Molti pazienti non sono in grado di essere creativi senza correre il rischio di delirare.
Molti non riescono ad immettere creatività nel loro rapporto con il reale che risulta così opprimente e devitalizzato e con cui possono avere solo un rapporto imitativo e compiacente.
Scrive Winnicot che la creatività “è una sorta di colorazione dell’intero atteggiamento verso la realtà esterna”.
“La creatività consiste nel mantenere, nel corso della vita, qualcosa che appartiene all’esperienza infantile: la capacità di creare il mondo”.
Come poeta ( non residente), quando scrivo sperimento il piacere di abitare l’area transizionale, il piacere del gioco simbolico che mi consente di personalizzare il mio rapporto con il mondo immettendo in esso la mia soggettività. E’una possibilità inusuale quella che dona la poesia in questi tempi concreti dove efficacia, efficienza, “evidence based” sono valori assoluti.
Quando un poeta nomina un oggetto, quell’oggetto lo rappresenta, diviene importante e significativo ,acquista vitalità anche se si tratta di una cosa morta, si pensi ad esempio agli “ossi di seppia” di Montale.
Un esempio clinico tra i tanti possibili dell’importanza dell’area transizionale per riuscire ad immettere la propria soggettività nel mondo, ricrearlo senza però perdere il rapporto con la realtà condivisa, insomma senza delirare, lo fornisce una mia paziente: L.
Il primo incontro con L è iniziato in modo drammatico e ha comportato un ricovero obbligatorio in psichiatria.
Quando l’ho conosciuta L era in avanzato stato di gravidanza, allontanatasi da casa vagava per la città. Delirava, negava che il padre del bambino che portava in grembo avesse avuto qualsiasi ruolo nel concepimento.
Quell’uomo l’aveva delusa, non poteva essere lui il genitore di suo figlio.
L’aveva lasciato ed ora affermava che il concepimento era il frutto della sua unione con una persona speciale individuata in un cantautore famoso, ma a volte questa persona diveniva una sorta di entità immateriale come lo Spirito Santo.
Ora L sta molto meglio, dipinge e scrive poesie grazie all’arte riesce a separare e mettere in contatto il mondo interno degli affetti e dei desideri con la realtà esterna e condivisa.

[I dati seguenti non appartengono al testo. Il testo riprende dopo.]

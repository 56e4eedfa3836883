//! Hybi frame opcodes.

use crate::error::{Error, Result};

/// 4-bit opcode identifying a frame's purpose.
///
/// Applies to the Hybi-07+ wire format; the legacy draft distinguishes frame
/// types by delimiter bytes instead (see [`legacy`](crate::protocol::legacy)).
#[derive(Debug, Clone, Copy, PartialEq, Eq, Hash)]
#[repr(u8)]
#[non_exhaustive]
pub enum OpCode {
    /// Continuation of a fragmented message (0x0).
    Continuation = 0x0,
    /// Text frame, payload must be valid UTF-8 (0x1).
    Text = 0x1,
    /// Binary frame (0x2).
    Binary = 0x2,
    /// Close frame, may carry a status code and reason (0x8).
    Close = 0x8,
    /// Ping frame (0x9).
    Ping = 0x9,
    /// Pong frame (0xA).
    Pong = 0xA,
}

impl OpCode {
    /// Decode an opcode from the low nibble of the first header byte.
    ///
    /// # Errors
    ///
    /// Returns [`Error::ReservedOpcode`] for values the protocol reserves
    /// (0x3-0x7, 0xB-0xF) and [`Error::InvalidOpcode`] for anything outside
    /// the 4-bit range.
    pub fn from_u8(byte: u8) -> Result<Self> {
        match byte {
            0x0 => Ok(OpCode::Continuation),
            0x1 => Ok(OpCode::Text),
            0x2 => Ok(OpCode::Binary),
            0x8 => Ok(OpCode::Close),
            0x9 => Ok(OpCode::Ping),
            0xA => Ok(OpCode::Pong),
            0x3..=0x7 | 0xB..=0xF => Err(Error::ReservedOpcode(byte)),
            _ => Err(Error::InvalidOpcode(byte)),
        }
    }

    /// Raw nibble value.
    #[inline]
    #[must_use]
    pub const fn as_u8(self) -> u8 {
        self as u8
    }

    /// Whether this is a control opcode (Close, Ping, Pong).
    #[inline]
    #[must_use]
    pub const fn is_control(self) -> bool {
        matches!(self, OpCode::Close | OpCode::Ping | OpCode::Pong)
    }

    /// Whether this is a data opcode (Continuation, Text, Binary).
    #[inline]
    #[must_use]
    pub const fn is_data(self) -> bool {
        matches!(self, OpCode::Continuation | OpCode::Text | OpCode::Binary)
    }
}

impl std::fmt::Display for OpCode {
    fn fmt(&self, f: &mut std::fmt::Formatter<'_>) -> std::fmt::Result {
        let name = match self {
            OpCode::Continuation => "Continuation",
            OpCode::Text => "Text",
            OpCode::Binary => "Binary",
            OpCode::Close => "Close",
            OpCode::Ping => "Ping",
            OpCode::Pong => "Pong",
        };
        write!(f, "{name}")
    }
}

#[cfg(test)]
mod tests {
    use super::*;

    #[test]
    fn test_from_u8_valid() {
        assert_eq!(OpCode::from_u8(0x0).unwrap(), OpCode::Continuation);
        assert_eq!(OpCode::from_u8(0x1).unwrap(), OpCode::Text);
        assert_eq!(OpCode::from_u8(0x2).unwrap(), OpCode::Binary);
        assert_eq!(OpCode::from_u8(0x8).unwrap(), OpCode::Close);
        assert_eq!(OpCode::from_u8(0x9).unwrap(), OpCode::Ping);
        assert_eq!(OpCode::from_u8(0xA).unwrap(), OpCode::Pong);
    }

    #[test]
    fn test_from_u8_reserved() {
        for reserved in [0x3, 0x4, 0x5, 0x6, 0x7, 0xB, 0xC, 0xD, 0xE, 0xF] {
            assert!(matches!(
                OpCode::from_u8(reserved),
                Err(Error::ReservedOpcode(b)) if b == reserved
            ));
        }
    }

    #[test]
    fn test_from_u8_out_of_range() {
        assert!(matches!(
            OpCode::from_u8(0x10),
            Err(Error::InvalidOpcode(0x10))
        ));
    }

    #[test]
    fn test_control_data_split() {
        assert!(OpCode::Close.is_control());
        assert!(OpCode::Ping.is_control());
        assert!(OpCode::Pong.is_control());
        assert!(!OpCode::Text.is_control());

        assert!(OpCode::Continuation.is_data());
        assert!(OpCode::Text.is_data());
        assert!(OpCode::Binary.is_data());
        assert!(!OpCode::Ping.is_data());
    }

    #[test]
    fn test_display() {
        assert_eq!(OpCode::Text.to_string(), "Text");
        assert_eq!(OpCode::Continuation.to_string(), "Continuation");
    }
}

Nella sua vita c’è ancora la presenza sempre più immaginaria e sempre meno delirante di un compagno ideale, a volte ne avverte la presenza, in passato ne sentiva anche la voce,ma riesce sempre più a collocarla nel mondo della fantasia come avviene quando lo descrive con struggenti parole d’amore in una poesia che conclude così: “Tutti mi dicono che non esisti – tu esisti nel mio desiderio”.
Delirio e poesia si escludono reciprocamente, dove ci sono metafore e similitudini non c’è il delirio. Quando Dino Campana scriveva i “Canti orfici” era strano, eccentrico, ma non matto, Quando è impazzito non ha più scritto una sola poesia.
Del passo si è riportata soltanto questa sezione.